→ **What is expected**: Write out exactly the lines of the entries below from the one holding "result.albums.push(album);" to the one holding "if let (Some(chanson), Some(group))", inclusive, and leave out all other lines.

→ **Entries supplied**:

━━━━━━━━━━━━━━━━━━━━

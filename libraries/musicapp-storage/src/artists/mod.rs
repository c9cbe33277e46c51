use crate::query::Conditions;
use crate::rows::{self, ALBUM_FIELDS, ARTIST_FIELDS, CHANSON_FIELDS};
use musicapp_core::{
    error::Result, AlbumWithChansons, Artist, ArtistFilter, ArtistId, ArtistWithAlbums,
    CatalogError, CreateArtist, Page, PageRequest, UpdateArtist,
};
use sqlx::{QueryBuilder, Sqlite, SqlitePool};

const SELECT_ARTIST: &str = "SELECT id, name, genre, country, created_at, updated_at FROM artists";

fn push_filter(qb: &mut QueryBuilder<'_, Sqlite>, filter: &ArtistFilter) {
    let mut conditions = Conditions::new();
    conditions.contains(qb, "name", filter.name.as_deref());
    conditions.contains(qb, "genre", filter.genre.as_deref());
    conditions.contains(qb, "country", filter.country.as_deref());
}

/// Filtered page of artists, oldest first
pub async fn list(
    pool: &SqlitePool,
    filter: &ArtistFilter,
    page: PageRequest,
) -> Result<Page<Artist>> {
    let mut count = QueryBuilder::<Sqlite>::new("SELECT COUNT(*) FROM artists");
    push_filter(&mut count, filter);
    let total: i64 = count.build_query_scalar().fetch_one(pool).await?;

    let mut select = QueryBuilder::<Sqlite>::new(SELECT_ARTIST);
    push_filter(&mut select, filter);
    select
        .push(" ORDER BY id LIMIT ")
        .push_bind(page.limit())
        .push(" OFFSET ")
        .push_bind(page.offset());
    let data = select
        .build_query_as::<Artist>()
        .fetch_all(pool)
        .await?;

    Ok(Page::new(data, total, page))
}

pub async fn get_by_id(pool: &SqlitePool, id: ArtistId) -> Result<Option<Artist>> {
    let artist = sqlx::query_as::<_, Artist>(&format!("{SELECT_ARTIST} WHERE id = ?"))
        .bind(id)
        .fetch_optional(pool)
        .await?;

    Ok(artist)
}

pub async fn exists(pool: &SqlitePool, id: ArtistId) -> Result<bool> {
    let found: Option<i64> = sqlx::query_scalar("SELECT id FROM artists WHERE id = ?")
        .bind(id)
        .fetch_optional(pool)
        .await?;

    Ok(found.is_some())
}

/// Artist with its albums, from one joined fetch
pub async fn get_with_albums(pool: &SqlitePool, id: ArtistId) -> Result<Option<ArtistWithAlbums>> {
    let sql = format!(
        "SELECT {}, {} FROM artists ar
         LEFT JOIN albums al ON al.artist_id = ar.id
         WHERE ar.id = ?
         ORDER BY al.id",
        rows::select_list(ARTIST_FIELDS, "ar", "ar_"),
        rows::select_list(ALBUM_FIELDS, "al", "al_"),
    );
    let fetched = sqlx::query(&sql).bind(id).fetch_all(pool).await?;

    let Some(first) = fetched.first() else {
        return Ok(None);
    };
    let mut result = ArtistWithAlbums {
        artist: rows::artist(first, "ar_")?,
        albums: Vec::new(),
    };
    for row in &fetched {
        if let Some(album) = rows::optional_album(row, "al_")? {
            result.albums.push(album);
        }
    }

    Ok(Some(result))
}

/// Artist with its albums and each album's songs, from one joined fetch
pub async fn get_with_albums_and_chansons(
    pool: &SqlitePool,
    id: ArtistId,
) -> Result<Option<ArtistWithAlbums<AlbumWithChansons>>> {
    let sql = format!(
        "SELECT {}, {}, {} FROM artists ar
         LEFT JOIN albums al ON al.artist_id = ar.id
         LEFT JOIN chansons c ON c.album_id = al.id
         WHERE ar.id = ?
         ORDER BY al.id, c.id",
        rows::select_list(ARTIST_FIELDS, "ar", "ar_"),
        rows::select_list(ALBUM_FIELDS, "al", "al_"),
        rows::select_list(CHANSON_FIELDS, "c", "c_"),
    );
    let fetched = sqlx::query(&sql).bind(id).fetch_all(pool).await?;

    let Some(first) = fetched.first() else {
        return Ok(None);
    };
    let mut result = ArtistWithAlbums {
        artist: rows::artist(first, "ar_")?,
        albums: Vec::<AlbumWithChansons>::new(),
    };
    // Rows arrive grouped by album, so a new album id starts a new group
    for row in &fetched {
        let Some(album) = rows::optional_album(row, "al_")? else {
            continue;
        };
        if result.albums.last().map(|a| a.album.id) != Some(album.id) {
            result.albums.push(AlbumWithChansons {
                album,
                chansons: Vec::new(),
            });
        }
        if let (Some(chanson), Some(group)) =
            (rows::optional_chanson(row, "c_")?, result.albums.last_mut())
        {
            group.chansons.push(chanson);
        }
    }

    Ok(Some(result))
}

pub async fn create(pool: &SqlitePool, artist: CreateArtist) -> Result<Artist> {
    let result = sqlx::query("INSERT INTO artists (name, genre, country) VALUES (?, ?, ?)")
        .bind(&artist.name)
        .bind(&artist.genre)
        .bind(&artist.country)
        .execute(pool)
        .await?;

    let id = result.last_insert_rowid();

    get_by_id(pool, id)
        .await?
        .ok_or_else(|| CatalogError::storage("Failed to retrieve created artist"))
}

/// Apply the supplied fields; an empty update returns the artist unchanged
pub async fn update(pool: &SqlitePool, id: ArtistId, update: UpdateArtist) -> Result<Artist> {
    let current = get_by_id(pool, id)
        .await?
        .ok_or_else(|| CatalogError::not_found("Artist", id))?;
    if update.is_empty() {
        return Ok(current);
    }

    let merged = update.apply(current);
    sqlx::query(
        "UPDATE artists
         SET name = ?, genre = ?, country = ?,
             updated_at = strftime('%Y-%m-%dT%H:%M:%fZ', 'now')
         WHERE id = ?",
    )
    .bind(&merged.name)
    .bind(&merged.genre)
    .bind(&merged.country)
    .bind(id)
    .execute(pool)
    .await?;

    get_by_id(pool, id)
        .await?
        .ok_or_else(|| CatalogError::not_found("Artist", id))
}

/// Delete an artist; its albums and their songs go with it
pub async fn delete(pool: &SqlitePool, id: ArtistId) -> Result<()> {
    let result = sqlx::query("DELETE FROM artists WHERE id = ?")
        .bind(id)
        .execute(pool)
        .await?;

    if result.rows_affected() == 0 {
        return Err(CatalogError::not_found("Artist", id));
    }

    Ok(())
}
/// Integration tests for the `StorageContext` implementation
///
/// These tests use REAL SQLite databases (NOT in-memory) to ensure
/// migrations, constraints, and queries work correctly in production.
use musicapp_core::{
    ArtistFilter, CreateAlbum, CreateArtist, CreateChanson, PageRequest, StorageContext,
    UpdateChanson,
};
use musicapp_storage::Database;
use tempfile::TempDir;

/// Helper to create a test database
///
/// Uses a temporary file-based SQLite database (not in-memory)
/// to match production behavior
async fn create_test_db() -> (Database, TempDir) {
    let temp_dir = tempfile::tempdir().unwrap();
    let db_path = temp_dir.path().join("test.db");
    let db_url = format!("sqlite://{}", db_path.display());

    let db = Database::connect(&db_url)
        .await
        .expect("Failed to create test database");

    (db, temp_dir)
}

#[tokio::test]
async fn test_catalog_through_trait_object() {
    let (db, _dir) = create_test_db().await;
    let storage: &dyn StorageContext = &db;

    let artist = storage
        .create_artist(CreateArtist {
            name: "Rachid Taha".to_string(),
            genre: "Rock".to_string(),
            country: "Algérie".to_string(),
        })
        .await
        .unwrap();
    let album = storage
        .create_album(CreateAlbum {
            title: "Diwân".to_string(),
            year: 1998,
            artist_id: artist.id,
        })
        .await
        .unwrap();
    let chanson = storage
        .create_chanson(CreateChanson {
            title: "Ya Rayah".to_string(),
            duration: 4.5,
            album_id: album.id,
        })
        .await
        .unwrap();

    let page = storage
        .list_artists(&ArtistFilter::default(), PageRequest::new(None, None, 10, 100))
        .await
        .unwrap();
    assert_eq!(page.total, 1);

    let tree = storage
        .get_artist_with_albums_and_chansons(artist.id)
        .await
        .unwrap()
        .unwrap();
    assert_eq!(tree.albums[0].chansons[0], chanson);

    let updated = storage
        .update_chanson(
            chanson.id,
            UpdateChanson {
                duration: Some(5.0),
                ..UpdateChanson::default()
            },
        )
        .await
        .unwrap();
    assert_eq!(updated.title, "Ya Rayah");
    assert_eq!(updated.duration, 5.0);

    storage.delete_artist(artist.id).await.unwrap();
    assert!(storage.get_chanson_with_album(chanson.id).await.unwrap().is_none());
}

#[tokio::test]
async fn test_reconnect_keeps_data_and_migrations_are_idempotent() {
    let temp_dir = tempfile::tempdir().unwrap();
    let db_url = format!("sqlite://{}", temp_dir.path().join("test.db").display());

    let db = Database::connect(&db_url).await.unwrap();
    db.create_artist(CreateArtist {
        name: "Persisted".to_string(),
        genre: "Pop".to_string(),
        country: "France".to_string(),
    })
    .await
    .unwrap();
    db.pool().close().await;

    let reopened = Database::connect(&db_url).await.unwrap();
    let page = reopened
        .list_artists(&ArtistFilter::default(), PageRequest::new(None, None, 10, 100))
        .await
        .unwrap();
    assert_eq!(page.data[0].name, "Persisted");
    assert!(reopened.get_role("admin").await.unwrap().is_some());
}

━━━━━━━━━━━━━━━━━━━━

→ **Answer section**:
            result.albums.push(album);
        }
    }

    Ok(Some(result))
}

/// Artist with its albums and each album's songs, from one joined fetch
pub async fn get_with_albums_and_chansons(
    pool: &SqlitePool,
    id: ArtistId,
) -> Result<Option<ArtistWithAlbums<AlbumWithChansons>>> {
    let sql = format!(
        "SELECT {}, {}, {} FROM artists ar
         LEFT JOIN albums al ON al.artist_id = ar.id
         LEFT JOIN chansons c ON c.album_id = al.id
         WHERE ar.id = ?
         ORDER BY al.id, c.id",
        rows::select_list(ARTIST_FIELDS, "ar", "ar_"),
        rows::select_list(ALBUM_FIELDS, "al", "al_"),
        rows::select_list(CHANSON_FIELDS, "c", "c_"),
    );
    let fetched = sqlx::query(&sql).bind(id).fetch_all(pool).await?;

    let Some(first) = fetched.first() else {
        return Ok(None);
    };
    let mut result = ArtistWithAlbums {
        artist: rows::artist(first, "ar_")?,
        albums: Vec::<AlbumWithChansons>::new(),
    };
    // Rows arrive grouped by album, so a new album id starts a new group
    for row in &fetched {
        let Some(album) = rows::optional_album(row, "al_")? else {
            continue;
        };
        if result.albums.last().map(|a| a.album.id) != Some(album.id) {
            result.albums.push(AlbumWithChansons {
                album,
                chansons: Vec::new(),
            });
        }
        if let (Some(chanson), Some(group)) =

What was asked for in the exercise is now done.